Ce n'est pas là conseil mais exigence. La signification d'une
statue ne réside pas dans l'un de ses profils, même privilégié, même frontal,
mais dans leur ensemble. Mieux encore que dans leur somme statique, elle se
manifeste dans leur liaison dynamique, dans la génération de l'un par l'autre -
un peu comme les images d'un film deviennent cinématographiques par leur
succession. Mais ceci même est inexact, car la saisie d'une statue n'est pas
cinématographique, et quand je la contourne, je n'enchaîne pas les perspectives
continûment, comme les images de l'écran; au gré de ma promenade, j'en retiens
quelques-unes, de manière discontinue. La vérité est donc que dans une bonne
statue chaque profil se gonfle de tous les autres; ils s'évoquent; ils se
précontiennent et s'appellent; ils s'impliquent mutuellement.

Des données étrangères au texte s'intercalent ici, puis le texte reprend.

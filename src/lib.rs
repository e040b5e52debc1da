//! snapdisk - isolated, disposable working copies of OS media.
//!
//! A [`Disk`] classifies a medium (image file, block device or the host
//! root), layers a copy-on-write snapshot over it with loop devices and
//! device-mapper (or a qcow2 overlay for non-raw images), and unwinds
//! every resource it allocated in reverse order on teardown, including
//! when interrupted by a signal.

pub mod cleanup;
pub mod config;
pub mod disk;
pub mod error;
pub mod extract;
pub mod host;
pub mod image;
pub mod medium;
pub mod output;
pub mod process;
pub mod snapshot;
pub mod tmpdir;

pub use disk::{Disk, DiskContext, ShutdownHandle, ShutdownReport};
pub use error::{Error, Result};
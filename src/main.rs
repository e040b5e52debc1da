//! snapdisk - snapshot an OS medium and dump it into an image file.
//!
//! The medium is never modified: all work happens on a copy-on-write
//! snapshot that is torn down on exit, Ctrl-C or SIGTERM.

mod commands;
mod preflight;
mod timing;

use anyhow::{bail, Result};
use clap::{Parser, Subcommand};
use std::path::PathBuf;
use tracing_subscriber::EnvFilter;

use commands::{create::CreateOptions, show::ShowTarget};
use snapdisk::config::Config;

#[derive(Parser)]
#[command(name = "snapdisk")]
#[command(about = "Copy-on-write snapshots of OS media")]
#[command(
    after_help = "QUICK START:\n  snapdisk preflight               Check host tools\n  snapdisk create /dev/sdb -o out  Snapshot /dev/sdb and dump it"
)]
struct Cli {
    /// Log filter (e.g. info, snapdisk=debug). Overrides RUST_LOG.
    #[arg(long, global = true)]
    log_level: Option<String>,

    #[command(subcommand)]
    command: Commands,
}

#[derive(Subcommand)]
enum Commands {
    /// Snapshot a medium and dump the snapshot into a raw image file
    ///
    /// Non-raw images (qcow2, vmdk, ...) are converted to raw. For `/' the
    /// output is a squashfs filesystem image of the host, not a
    /// partitioned disk.
    Create {
        /// Image file, block device, or `/' for the running host
        medium: PathBuf,

        /// Image file to write
        #[arg(short, long)]
        outfile: PathBuf,

        /// Directory for temporary files (default: TMPDIR, else /var/tmp or /tmp)
        #[arg(long)]
        tmpdir: Option<PathBuf>,

        /// Work on the medium itself instead of a snapshot
        #[arg(long)]
        no_snapshot: bool,

        /// Overwrite the output file if it exists
        #[arg(short, long)]
        force: bool,
    },

    /// Show information
    Show {
        #[command(subcommand)]
        what: ShowCommand,
    },

    /// Run preflight checks (host tools, kernel interfaces, privileges)
    Preflight {
        /// Fail if any checks fail (exit code 1)
        #[arg(long)]
        strict: bool,
    },
}

#[derive(Subcommand)]
enum ShowCommand {
    /// Show current configuration
    Config,
    /// Show how a medium would be snapshotted
    Medium {
        path: PathBuf,
    },
}

fn main() -> Result<()> {
    let cli = Cli::parse();

    // Load .env if present
    dotenvy::dotenv().ok();

    let filter = match &cli.log_level {
        Some(level) => EnvFilter::new(level),
        None => EnvFilter::try_from_default_env().unwrap_or_else(|_| EnvFilter::new("warn")),
    };
    tracing_subscriber::fmt()
        .with_env_filter(filter)
        .with_target(false)
        .with_writer(std::io::stderr)
        .init();

    let config = Config::load();

    match cli.command {
        Commands::Create {
            medium,
            outfile,
            tmpdir,
            no_snapshot,
            force,
        } => {
            if let Some(dir) = &tmpdir {
                if !dir.is_dir() {
                    bail!("Argument `{}' to --tmpdir must be a directory", dir.display());
                }
            }
            let opts = CreateOptions {
                medium,
                outfile,
                tmpdir,
                snapshot: !no_snapshot,
                force,
            };
            commands::cmd_create(&opts, &config)?;
        }

        Commands::Show { what } => {
            let target = match what {
                ShowCommand::Config => ShowTarget::Config,
                ShowCommand::Medium { path } => ShowTarget::Medium(path),
            };
            commands::cmd_show(target, &config)?;
        }

        Commands::Preflight { strict } => {
            commands::cmd_preflight(strict)?;
        }
    }

    Ok(())
}
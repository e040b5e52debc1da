//! Centralized execution of the privileged helpers.
//!
//! Every loop, device-mapper and image helper goes through [`Cmd`], so a
//! failure always carries the program name, exit code and stderr.

use std::ffi::{OsStr, OsString};
use std::path::Path;
use std::process::{Command, ExitStatus};
use std::thread;
use std::time::Duration;

use crate::error::{Error, Result};

/// Result of a command execution.
#[derive(Debug, Clone)]
pub struct CommandResult {
    /// Exit status of the command.
    pub status: ExitStatus,
    /// Captured stdout as a string.
    pub stdout: String,
    /// Captured stderr as a string.
    pub stderr: String,
}

impl CommandResult {
    /// Returns true if the command exited successfully.
    pub fn success(&self) -> bool {
        self.status.success()
    }

    /// Get the exit code, or -1 if terminated by signal.
    pub fn code(&self) -> i32 {
        self.status.code().unwrap_or(-1)
    }

    /// Get stdout, trimmed of whitespace.
    pub fn stdout_trimmed(&self) -> &str {
        self.stdout.trim()
    }

    /// Get stderr, trimmed of whitespace.
    pub fn stderr_trimmed(&self) -> &str {
        self.stderr.trim()
    }
}

/// Builder for configuring command execution.
pub struct Cmd {
    program: String,
    args: Vec<OsString>,
}

impl Cmd {
    /// Create a new command builder.
    pub fn new(program: impl AsRef<str>) -> Self {
        Self {
            program: program.as_ref().to_string(),
            args: Vec::new(),
        }
    }

    /// Add a single argument.
    pub fn arg(mut self, arg: impl AsRef<str>) -> Self {
        self.args.push(arg.as_ref().into());
        self
    }

    /// Add multiple arguments.
    pub fn args<I, S>(mut self, args: I) -> Self
    where
        I: IntoIterator<Item = S>,
        S: AsRef<str>,
    {
        for arg in args {
            self.args.push(arg.as_ref().into());
        }
        self
    }

    /// Add a path as an argument, without lossy conversion.
    pub fn arg_path(mut self, path: &Path) -> Self {
        self.args.push(path.as_os_str().to_os_string());
        self
    }

    /// Add a raw OS string argument (e.g. `of=<path>` for dd).
    pub fn arg_os(mut self, arg: impl AsRef<OsStr>) -> Self {
        self.args.push(arg.as_ref().to_os_string());
        self
    }

    /// Run the command and capture output. Any non-zero exit is an
    /// [`Error::ExternalTool`].
    pub fn run(self) -> Result<CommandResult> {
        self.execute(false)
    }

    /// Like [`Cmd::run`], but a failure whose stderr reports the device is
    /// in use becomes [`Error::Busy`] for a [`RetryPolicy`] to retry.
    ///
    /// Only release operations (detach, remove) should use this.
    pub fn run_retryable(self) -> Result<CommandResult> {
        self.execute(true)
    }

    fn execute(self, busy_is_transient: bool) -> Result<CommandResult> {
        tracing::debug!(program = %self.program, args = ?self.args, "running helper");

        let output = Command::new(&self.program)
            .args(&self.args)
            .output()
            .map_err(|e| Error::ExternalTool {
                program: self.program.clone(),
                code: -1,
                stderr: format!("failed to execute: {}. Is it installed?", e),
            })?;

        let result = CommandResult {
            status: output.status,
            stdout: String::from_utf8_lossy(&output.stdout).into_owned(),
            stderr: String::from_utf8_lossy(&output.stderr).into_owned(),
        };

        if !result.success() {
            let stderr = result.stderr_trimmed().to_string();
            if busy_is_transient && is_busy_message(&stderr) {
                return Err(Error::Busy {
                    program: self.program,
                    stderr,
                });
            }
            return Err(Error::ExternalTool {
                program: self.program,
                code: result.code(),
                stderr,
            });
        }

        Ok(result)
    }
}

/// Whether helper stderr says the resource is still in use.
pub fn is_busy_message(stderr: &str) -> bool {
    let lower = stderr.to_ascii_lowercase();
    lower.contains("busy") || lower.contains("in use")
}

/// Bounded retry policy for transient detach/remove failures.
#[derive(Debug, Clone, Copy)]
pub struct RetryPolicy {
    /// Total attempts, including the first one.
    pub attempts: u32,
    /// Delay before the second attempt; doubles after each failure.
    pub initial_delay: Duration,
}

impl Default for RetryPolicy {
    fn default() -> Self {
        Self {
            attempts: 5,
            initial_delay: Duration::from_millis(200),
        }
    }
}

impl RetryPolicy {
    /// Run `op`, retrying while it fails with a transient error.
    ///
    /// When the attempts are exhausted a busy failure is escalated to
    /// [`Error::ExternalTool`]. Non-transient errors return immediately.
    pub fn run<T, F>(&self, mut op: F) -> Result<T>
    where
        F: FnMut() -> Result<T>,
    {
        let attempts = self.attempts.max(1);
        let mut delay = self.initial_delay;

        for attempt in 1..=attempts {
            match op() {
                Ok(value) => return Ok(value),
                Err(Error::Busy { program, stderr }) => {
                    if attempt == attempts {
                        return Err(Error::ExternalTool {
                            program,
                            code: -1,
                            stderr: format!("still busy after {} attempts: {}", attempts, stderr),
                        });
                    }
                    tracing::debug!(%program, attempt, ?delay, "device busy, retrying");
                    thread::sleep(delay);
                    delay = delay.saturating_mul(2);
                }
                Err(e) => return Err(e),
            }
        }

        unreachable!("retry loop always returns")
    }
}

// =============================================================================
// Tests
// =============================================================================
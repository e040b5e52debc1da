//! The privileged command surface: loop devices, device-mapper, sparse
//! files and image-format helpers.
//!
//! [`Host`] is the seam the snapshot engine and the cleanup stack talk
//! to. [`SystemHost`] drives the real utilities; tests substitute a fake.

use std::path::{Path, PathBuf};

use serde::Deserialize;

use crate::error::{Error, Result};
use crate::process::{Cmd, RetryPolicy};

/// Structured result of an image-format query.
#[derive(Debug, Clone, PartialEq, Eq, Deserialize)]
#[serde(rename_all = "kebab-case")]
pub struct ImageInfo {
    /// Image format as named by qemu-img (`raw`, `qcow2`, `vmdk`, ...).
    pub format: String,
    /// Guest-visible size in bytes.
    #[serde(default)]
    pub virtual_size: u64,
    /// Backing file, for overlays.
    #[serde(default)]
    pub backing_filename: Option<String>,
}

impl ImageInfo {
    pub fn is_raw(&self) -> bool {
        self.format == "raw"
    }

    /// Parse the output of `qemu-img info --output=json`.
    pub fn from_json(json: &str) -> Result<Self> {
        serde_json::from_str(json).map_err(|e| Error::Parse {
            what: "qemu-img info output",
            detail: e.to_string(),
        })
    }
}

/// External privileged operations used to build and unwind a snapshot.
///
/// Every allocating method either succeeds completely or returns an
/// error having allocated nothing the caller must release.
pub trait Host: Send + Sync {
    /// Bind `file` to the first free loop device and return its path.
    fn loop_attach(&self, file: &Path) -> Result<PathBuf>;
    /// Release a loop device.
    fn loop_detach(&self, device: &Path) -> Result<()>;
    /// Size of a block device in 512-byte sectors.
    fn size_in_sectors(&self, device: &Path) -> Result<u64>;
    /// Grow `file` to `sectors` without allocating blocks.
    fn extend_sparse(&self, file: &Path, sectors: u64) -> Result<()>;
    /// Create device-mapper node `name` from a table file.
    fn dm_create(&self, name: &str, table: &Path) -> Result<()>;
    /// Remove device-mapper node `name`.
    fn dm_remove(&self, name: &str) -> Result<()>;
    /// Read the image format of `file`.
    fn image_info(&self, file: &Path) -> Result<ImageInfo>;
    /// Create a format-level copy-on-write overlay at `overlay` backed by `base`.
    fn create_overlay(&self, base: &Path, base_format: &str, overlay: &Path) -> Result<()>;
    /// Write the guest-visible contents of a `format` image to `dest` as raw.
    fn convert_to_raw(&self, image: &Path, format: &str, dest: &Path) -> Result<()>;
}

/// [`Host`] backed by losetup, blockdev, dd, dmsetup and qemu-img.
#[derive(Debug, Clone, Default)]
pub struct SystemHost {
    retry: RetryPolicy,
}

impl SystemHost {
    pub fn new(retry: RetryPolicy) -> Self {
        Self { retry }
    }
}

impl Host for SystemHost {
    fn loop_attach(&self, file: &Path) -> Result<PathBuf> {
        let result = Cmd::new("losetup")
            .args(["-f", "--show"])
            .arg_path(file)
            .run()?;
        let device = result.stdout_trimmed();
        if device.is_empty() {
            return Err(Error::Parse {
                what: "losetup output",
                detail: "no loop device printed".into(),
            });
        }
        Ok(PathBuf::from(device))
    }

    fn loop_detach(&self, device: &Path) -> Result<()> {
        self.retry
            .run(|| Cmd::new("losetup").arg("-d").arg_path(device).run_retryable())?;
        Ok(())
    }

    fn size_in_sectors(&self, device: &Path) -> Result<u64> {
        let result = Cmd::new("blockdev").arg("--getsz").arg_path(device).run()?;
        parse_sectors(result.stdout_trimmed())
    }

    fn extend_sparse(&self, file: &Path, sectors: u64) -> Result<()> {
        let mut of = std::ffi::OsString::from("of=");
        of.push(file.as_os_str());
        Cmd::new("dd")
            .arg("if=/dev/null")
            .arg_os(&of)
            .arg("bs=512")
            .arg(format!("seek={}", sectors))
            .run()?;
        Ok(())
    }

    fn dm_create(&self, name: &str, table: &Path) -> Result<()> {
        Cmd::new("dmsetup")
            .args(["create", name])
            .arg_path(table)
            .run()?;
        Ok(())
    }

    fn dm_remove(&self, name: &str) -> Result<()> {
        self.retry
            .run(|| Cmd::new("dmsetup").args(["remove", name]).run_retryable())?;
        Ok(())
    }

    fn image_info(&self, file: &Path) -> Result<ImageInfo> {
        let result = Cmd::new("qemu-img")
            .args(["info", "--output=json"])
            .arg_path(file)
            .run()?;
        ImageInfo::from_json(&result.stdout)
    }

    fn create_overlay(&self, base: &Path, base_format: &str, overlay: &Path) -> Result<()> {
        Cmd::new("qemu-img")
            .args(["create", "-f", "qcow2", "-F", base_format, "-b"])
            .arg_path(base)
            .arg_path(overlay)
            .run()?;
        Ok(())
    }

    fn convert_to_raw(&self, image: &Path, format: &str, dest: &Path) -> Result<()> {
        Cmd::new("qemu-img")
            .args(["convert", "-f", format, "-O", "raw"])
            .arg_path(image)
            .arg_path(dest)
            .run()?;
        Ok(())
    }
}

/// Parse the sector count printed by `blockdev --getsz`.
pub fn parse_sectors(output: &str) -> Result<u64> {
    output.trim().parse().map_err(|_| Error::Parse {
        what: "blockdev --getsz output",
        detail: output.trim().to_string(),
    })
}
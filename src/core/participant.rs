use serde::{Deserialize, Serialize};
use std::fmt;

/// Identifier of a person taking part in a shared expense.
///
/// Identifiers are compared verbatim: `"alice"` and `"Alice"` are two
/// different people.
///
/// # Examples
///
/// ```
/// use split_settle::core::participant::ParticipantId;
///
/// let alice = ParticipantId::new("Alice");
/// let bob = ParticipantId::new("Bob");
/// assert_ne!(alice, bob);
/// assert!(alice < bob);
/// ```
#[derive(
    Debug, Clone, Default, PartialEq, Eq, Hash, PartialOrd, Ord, Serialize, Deserialize,
)]
#[serde(transparent)]
pub struct ParticipantId(String);

impl ParticipantId {
    pub fn new(id: impl Into<String>) -> Self {
        Self(id.into())
    }

    pub fn as_str(&self) -> &str {
        &self.0
    }

    /// True when the identifier is empty or whitespace only.
    pub fn is_blank(&self) -> bool {
        self.0.trim().is_empty()
    }
}

impl fmt::Display for ParticipantId {
    fn fmt(&self, f: &mut fmt::Formatter<'_>) -> fmt::Result {
        write!(f, "{}", self.0)
    }
}

impl From<&str> for ParticipantId {
    fn from(s: &str) -> Self {
        Self::new(s)
    }
}

impl From<String> for ParticipantId {
    fn from(s: String) -> Self {
        Self(s)
    }
}

#[cfg(test)]
mod tests {
    use super::*;

    #[test]
    fn test_participant_equality() {
        assert_eq!(ParticipantId::new("Alice"), ParticipantId::from("Alice"));
        assert_ne!(ParticipantId::new("Alice"), ParticipantId::new("alice"));
    }

    #[test]
    fn test_participant_display() {
        let p = ParticipantId::new("Carol");
        assert_eq!(format!("{}", p), "Carol");
    }

    #[test]
    fn test_participant_blank() {
        assert!(ParticipantId::default().is_blank());
        assert!(ParticipantId::new("   ").is_blank());
        assert!(!ParticipantId::new(" x ").is_blank());
    }

    #[test]
    fn test_participant_serde_is_bare_string() {
        let json = serde_json::to_string(&ParticipantId::new("Dan")).unwrap();
        assert_eq!(json, "\"Dan\"");
        let back: ParticipantId = serde_json::from_str(&json).unwrap();
        assert_eq!(back.as_str(), "Dan");
    }
}
use crate::core::balance::BalanceSheet;
use crate::core::expense::ExpenseSet;
use crate::core::money::format_amount;
use crate::core::participant::ParticipantId;
use crate::error::{Result, SettleError};
use rust_decimal::Decimal;
use serde::{Deserialize, Serialize};
use std::collections::BTreeMap;

/// What one participant paid and consumed.
#[derive(Debug, Clone, Default, PartialEq, Eq, Serialize, Deserialize)]
pub struct ParticipantSummary {
    /// Total this participant paid out of pocket.
    pub paid: Decimal,
    /// Total of this participant's shares.
    pub share: Decimal,
}

impl ParticipantSummary {
    /// `paid - share`: positive when the group owes this participant.
    pub fn net(&self) -> Decimal {
        self.paid - self.share
    }
}

/// Per-participant breakdown of a batch of expenses.
#[derive(Debug, Clone, PartialEq, Eq, Serialize, Deserialize)]
pub struct GroupSummary {
    pub participants: BTreeMap<ParticipantId, ParticipantSummary>,
    pub total_spent: Decimal,
    pub expense_count: usize,
}

impl GroupSummary {
    pub fn from_expenses(expenses: &ExpenseSet) -> Result<Self> {
        expenses.validate()?;

        let mut participants: BTreeMap<ParticipantId, ParticipantSummary> = BTreeMap::new();
        for expense in expenses.expenses() {
            participants
                .entry(expense.payer().clone())
                .or_default()
                .paid += expense.amount();

            if let Some(split) = expense.split_amount() {
                for person in expense.involved() {
                    participants.entry(person.clone()).or_default().share += split;
                }
            }
        }

        Ok(GroupSummary {
            participants,
            total_spent: expenses.total_spent(),
            expense_count: expenses.len(),
        })
    }

    /// Net balances derived from the summary, as the accumulator would
    /// produce them.
    pub fn balance_sheet(&self) -> BalanceSheet {
        self.participants
            .iter()
            .map(|(p, s)| (p.clone(), s.net()))
            .collect()
    }

    /// Net balance of one participant; zero if unknown.
    pub fn net(&self, participant: &ParticipantId) -> Decimal {
        self.participants
            .get(participant)
            .map(ParticipantSummary::net)
            .unwrap_or(Decimal::ZERO)
    }

    /// Fails when paid and consumed totals disagree beyond rounding noise.
    pub fn check_consistency(&self) -> Result<()> {
        let sheet = self.balance_sheet();
        if sheet.is_balanced() {
            Ok(())
        } else {
            Err(SettleError::InternalImbalance {
                residual: sheet.total(),
            })
        }
    }
}

impl std::fmt::Display for GroupSummary {
    fn fmt(&self, f: &mut std::fmt::Formatter<'_>) -> std::fmt::Result {
        writeln!(f, "=== Group Summary ===")?;
        writeln!(f, "Expenses:    {}", self.expense_count)?;
        writeln!(f, "Total spent: ${}", format_amount(self.total_spent))?;
        writeln!(f)?;
        writeln!(
            f,
            "  {:<16} {:>12} {:>12} {:>12}",
            "Participant", "Paid", "Share", "Net"
        )?;
        for (participant, summary) in &self.participants {
            writeln!(
                f,
                "  {:<16} {:>12} {:>12} {:>12}",
                participant.as_str(),
                format_amount(summary.paid),
                format_amount(summary.share),
                format_amount(summary.net())
            )?;
        }
        Ok(())
    }
}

Pourquoi? Dans le monde courant, les diverses faces des choses
se suivent sans nécessité : que ce meuble soit tel par-devant n'augure pas
ce qu'il est par-derrière. Dans le monde de l'art, tout est à la fois libre et
exigé : les notes de la phrase musicale ou les diverses parties du tableau
s'engendrent de manière imprévisible et cependant inévitable. De même les faces
de la statue. Contournons le Persée de Cellini : chaque profil
réserve les suivants ; et néanmoins, sitôt aperçus, ceux-ci me font éprouver qu'ils
étaient nécessaires. C'est en ce sens que tout profil appelle les autres,
puisqu'ils lui adjoindront un élément imprévisible, fruit de la liberté créatrice;
et qu'il les précontient, puisque après coup ils se révéleront inéluctables.
Plus l'œuvre est forte, plus les anticipations et les rétentions se resserrent.
La statue apparaît alors d'une exceptionnelle réalité. Dans les
lignes qui précèdent, nous avons instinctivement emprunté le langage du
psychologue décrivant une perception d'objet réel. La table ici-devant-moi, à
la différence de l'objet imaginé ou pensé, s'offre par profils annonçant d'autres
profils; c'est même l'anticipation de ces autres Abschattungen, de ces
autres perspectives possibles sur lui, qui fait que l'objet, débordant toujours
ma connaissance, s'impose comme une existence indépendante de ma fantaisie.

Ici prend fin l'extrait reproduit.